Background: Anthracycline-based chemotherapy has a progressive dose-dependent toxicity to the myocardium and is related to a poor prognosis. Early detection of subclinical myocardial dysfunction caused by the chemo-cardiotoxicity is thus important for predicting apparent left ventricular (LV) dysfunction and heart failure. Recently, detailed layer-specific analysis of myocardial deformation has been described. This study assessed LV myocardial dysfunction using layer-specific strain in patients who received anthracycline-based chemotherapy. Methods: Consecutive 54 patients (50 ± 14 years old, all women) with preserved LV ejection fraction (≥50%) after receiving anthracycline chemotherapy were included. Two-dimensional speckle tracking was used to assess circumferential strains (CS) from the three acquired parasternal short-axis views at basal, midventricular, and apical level. Peak systolic CS was determined for the total wall thickness (CStotal) and for each of three myocardial layers (CSendo, CSmyo and CSepi for endocardial, mid-myocardial, and epicardial layer, respectively) using EchoPAC PC software.
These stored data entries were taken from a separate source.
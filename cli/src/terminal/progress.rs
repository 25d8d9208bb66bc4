use std::time::Duration;

use indicatif::{ProgressBar, ProgressStyle};

/// Progress bar over the address batch, one tick per attempted address.
pub fn batch_bar(len: u64) -> ProgressBar {
    let pb = ProgressBar::new(len);
    let style = ProgressStyle::with_template(
        "{spinner:.blue} [{bar:40.green/white}] {pos}/{len} addresses",
    )
    .unwrap()
    .progress_chars("█▓░");

    pb.set_style(style);
    pb.enable_steady_tick(Duration::from_millis(100));
    pb
}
Twenty normal controls were studied for comparisons. Results: CStotal was worse in patients than in controls (-24.5 ± 7.0% vs -22.0 ± 5.8%, P =0.03) even though LV ejection fraction was not different (P = 0.25). Layer-specific strains showed a decreasing gradient from the endocardium to the epicardium both in controls and patients (P <0.001) and it was more apparent from the endocardium to the myocardium in patients than in controls. CS were significantly different between controls and patients in myocardial and epicardial layers (CSmyo, -23.2 ± 8.0% vs -20.8 ± 7.9%, P =0.01; CSepi, -17.8 ± 6.0% vs -16.0 ± 6.8%, P =0.04), but not significant in endocardial layer (CSendo, -29.4 ± 8.4% vs -28.2 ± 9.2%, P =0.09). CStotal was most related to CSmyo (r = 0.943, P <0.001) and CSmyo correlated with the cumulative doxorubicin dose (r = 0.296, P = 0.03). Conclusion: CStotal was reduced and CSmyo was most impaired in patients, which means that myocardial layer is most vulnerable to anthracycline chemotherapy. Layer-specific evaluation of LV may be helpful for early detection of subclinical myocardial dysfunction in these patients.